_Work required:_ Produce word for word the lines of the data below running from the one that has "filename crates/schedgen/src/lib.rs" to the one that has "pub mod search;", inclusive, and no others.

_Available data:_
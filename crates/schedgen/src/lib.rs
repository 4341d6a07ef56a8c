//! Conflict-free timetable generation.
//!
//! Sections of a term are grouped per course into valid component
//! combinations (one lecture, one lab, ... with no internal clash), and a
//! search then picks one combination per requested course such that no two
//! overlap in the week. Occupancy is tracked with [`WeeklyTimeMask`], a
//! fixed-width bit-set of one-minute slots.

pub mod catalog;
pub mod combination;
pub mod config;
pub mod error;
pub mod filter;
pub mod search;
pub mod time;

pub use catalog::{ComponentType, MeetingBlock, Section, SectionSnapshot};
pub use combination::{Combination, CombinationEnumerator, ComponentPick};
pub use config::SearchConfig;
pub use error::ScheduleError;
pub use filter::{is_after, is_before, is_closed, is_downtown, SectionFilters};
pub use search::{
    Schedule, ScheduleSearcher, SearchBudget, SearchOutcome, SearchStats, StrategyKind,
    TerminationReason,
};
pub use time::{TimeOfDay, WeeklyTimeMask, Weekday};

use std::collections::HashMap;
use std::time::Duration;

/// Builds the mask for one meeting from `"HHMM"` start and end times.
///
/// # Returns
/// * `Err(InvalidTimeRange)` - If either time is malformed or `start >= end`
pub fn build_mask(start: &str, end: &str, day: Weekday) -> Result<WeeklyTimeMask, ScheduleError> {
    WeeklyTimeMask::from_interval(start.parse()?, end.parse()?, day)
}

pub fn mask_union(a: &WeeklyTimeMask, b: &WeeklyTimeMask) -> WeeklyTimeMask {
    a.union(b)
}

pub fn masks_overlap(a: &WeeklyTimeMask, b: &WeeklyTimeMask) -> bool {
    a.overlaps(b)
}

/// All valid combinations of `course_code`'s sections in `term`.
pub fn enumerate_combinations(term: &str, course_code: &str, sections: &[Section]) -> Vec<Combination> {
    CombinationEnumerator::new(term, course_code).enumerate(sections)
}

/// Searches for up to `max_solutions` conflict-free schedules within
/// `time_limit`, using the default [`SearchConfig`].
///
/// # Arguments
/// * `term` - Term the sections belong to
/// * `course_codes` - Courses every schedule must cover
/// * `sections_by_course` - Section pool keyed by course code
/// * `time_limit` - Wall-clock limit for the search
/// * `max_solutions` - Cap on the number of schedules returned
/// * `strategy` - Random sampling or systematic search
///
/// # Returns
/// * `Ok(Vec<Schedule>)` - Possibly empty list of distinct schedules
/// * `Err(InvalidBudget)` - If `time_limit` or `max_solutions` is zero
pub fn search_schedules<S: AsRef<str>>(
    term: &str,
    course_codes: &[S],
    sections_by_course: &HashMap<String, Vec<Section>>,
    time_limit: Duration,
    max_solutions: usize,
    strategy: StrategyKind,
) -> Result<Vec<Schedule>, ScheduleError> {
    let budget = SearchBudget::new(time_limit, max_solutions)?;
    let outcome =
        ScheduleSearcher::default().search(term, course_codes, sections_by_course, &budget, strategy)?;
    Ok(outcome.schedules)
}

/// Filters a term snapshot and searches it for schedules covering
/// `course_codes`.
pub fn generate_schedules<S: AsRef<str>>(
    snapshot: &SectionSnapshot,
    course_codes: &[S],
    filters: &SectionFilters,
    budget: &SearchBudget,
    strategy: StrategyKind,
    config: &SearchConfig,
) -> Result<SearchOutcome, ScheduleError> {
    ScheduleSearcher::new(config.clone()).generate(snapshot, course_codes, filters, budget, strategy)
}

---

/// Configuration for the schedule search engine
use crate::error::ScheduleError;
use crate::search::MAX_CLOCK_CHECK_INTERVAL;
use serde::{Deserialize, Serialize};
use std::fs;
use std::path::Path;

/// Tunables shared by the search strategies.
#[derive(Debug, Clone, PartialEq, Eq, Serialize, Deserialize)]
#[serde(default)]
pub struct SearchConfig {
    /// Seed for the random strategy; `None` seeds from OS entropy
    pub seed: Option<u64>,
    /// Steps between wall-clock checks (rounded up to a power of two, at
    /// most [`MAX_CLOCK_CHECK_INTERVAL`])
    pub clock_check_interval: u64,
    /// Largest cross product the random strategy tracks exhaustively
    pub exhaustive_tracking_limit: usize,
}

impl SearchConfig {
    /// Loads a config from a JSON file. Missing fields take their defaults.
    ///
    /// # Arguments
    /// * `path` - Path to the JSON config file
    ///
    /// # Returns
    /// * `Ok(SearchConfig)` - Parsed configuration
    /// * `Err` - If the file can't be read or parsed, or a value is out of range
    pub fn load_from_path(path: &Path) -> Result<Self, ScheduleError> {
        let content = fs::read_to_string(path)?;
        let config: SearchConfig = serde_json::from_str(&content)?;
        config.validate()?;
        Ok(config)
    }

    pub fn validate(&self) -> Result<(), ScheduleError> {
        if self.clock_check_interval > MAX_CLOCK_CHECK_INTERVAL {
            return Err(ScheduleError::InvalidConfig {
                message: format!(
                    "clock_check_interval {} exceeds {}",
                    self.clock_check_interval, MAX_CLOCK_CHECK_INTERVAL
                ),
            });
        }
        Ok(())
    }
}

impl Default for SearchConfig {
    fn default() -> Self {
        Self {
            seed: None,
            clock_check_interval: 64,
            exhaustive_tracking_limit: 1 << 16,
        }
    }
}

_Response:_
filename crates/schedgen/src/lib.rs
repository 4341d6a07ef56a8c
//! Conflict-free timetable generation.
//!
//! Sections of a term are grouped per course into valid component
//! combinations (one lecture, one lab, ... with no internal clash), and a
//! search then picks one combination per requested course such that no two
//! overlap in the week. Occupancy is tracked with [`WeeklyTimeMask`], a
//! fixed-width bit-set of one-minute slots.

pub mod catalog;
pub mod combination;
pub mod config;
pub mod error;
pub mod filter;
pub mod search;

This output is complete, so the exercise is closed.